**Description of the task**: Take each line below that has "NoMatchingRule" and copy it.

Saved data entries:
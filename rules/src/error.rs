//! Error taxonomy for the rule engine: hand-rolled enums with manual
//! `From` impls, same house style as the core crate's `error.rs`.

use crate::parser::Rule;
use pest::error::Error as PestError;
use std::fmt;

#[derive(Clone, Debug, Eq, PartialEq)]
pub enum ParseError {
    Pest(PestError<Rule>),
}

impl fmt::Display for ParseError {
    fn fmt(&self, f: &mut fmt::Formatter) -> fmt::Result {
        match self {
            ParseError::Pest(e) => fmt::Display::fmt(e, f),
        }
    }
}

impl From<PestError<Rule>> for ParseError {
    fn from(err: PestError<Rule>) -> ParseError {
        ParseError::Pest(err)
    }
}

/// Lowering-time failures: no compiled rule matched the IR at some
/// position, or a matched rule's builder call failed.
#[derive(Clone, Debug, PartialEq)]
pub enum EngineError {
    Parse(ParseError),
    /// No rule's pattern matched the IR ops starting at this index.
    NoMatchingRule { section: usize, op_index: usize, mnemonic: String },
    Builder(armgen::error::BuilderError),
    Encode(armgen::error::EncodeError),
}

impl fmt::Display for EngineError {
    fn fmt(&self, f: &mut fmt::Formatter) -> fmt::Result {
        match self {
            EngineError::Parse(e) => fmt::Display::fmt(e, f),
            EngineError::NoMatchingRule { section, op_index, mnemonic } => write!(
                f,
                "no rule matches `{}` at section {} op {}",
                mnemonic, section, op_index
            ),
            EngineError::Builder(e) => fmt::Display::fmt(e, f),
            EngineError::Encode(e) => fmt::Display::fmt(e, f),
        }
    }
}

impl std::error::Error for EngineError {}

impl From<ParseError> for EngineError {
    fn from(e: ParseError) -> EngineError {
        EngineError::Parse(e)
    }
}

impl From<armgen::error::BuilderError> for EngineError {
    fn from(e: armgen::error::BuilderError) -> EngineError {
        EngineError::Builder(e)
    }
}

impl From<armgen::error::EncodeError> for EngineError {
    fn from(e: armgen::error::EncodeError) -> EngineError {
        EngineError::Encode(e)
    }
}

**Output below**:
    NoMatchingRule { section: usize, op_index: usize, mnemonic: String },
            EngineError::NoMatchingRule { section, op_index, mnemonic } => write!(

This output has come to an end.